Task to carry out
What lines in the data hold the string "trait"? Show them.

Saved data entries
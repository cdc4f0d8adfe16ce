use std::future::Future;
use std::time::Duration;

use crate::error::AppError;
use crate::outcome::{FetchOutcome, Listing};

/// Fetches one target page and extracts the listing fields from it.
///
/// Implementations must never panic across this boundary: every failure
/// mode, including an exceeded deadline, is represented as a
/// [`FetchOutcome::Failure`].
pub trait Extractor: Send + Sync + Clone {
    fn fetch(
        &self,
        url: &str,
        deadline: Duration,
    ) -> impl Future<Output = FetchOutcome> + Send;
}

/// Provides the targets that seed the registry before the scheduler starts.
///
/// A seed failure is the one fatal condition the pipeline recognizes; it is
/// surfaced to the caller of startup instead of being swallowed.
pub trait TargetSource: Send + Sync {
    fn initial_targets(&self) -> impl Future<Output = Result<Vec<String>, AppError>> + Send;
}

/// Consumes successful extractions.
///
/// Invoked strictly sequentially by the dispatch stage, so implementations
/// may rely on never running concurrently with themselves.
pub trait UpdateHandler: Send + Sync {
    fn handle(&self, listing: &Listing) -> impl Future<Output = Result<(), AppError>> + Send;
}

/// Receives failures that cannot be handled at pipeline level.
pub trait ErrorSink: Send + Sync {
    /// Must not block indefinitely.
    fn report(&self, err: AppError);
}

Exercise response
pub trait Extractor: Send + Sync + Clone {
pub trait TargetSource: Send + Sync {
pub trait UpdateHandler: Send + Sync {
pub trait ErrorSink: Send + Sync {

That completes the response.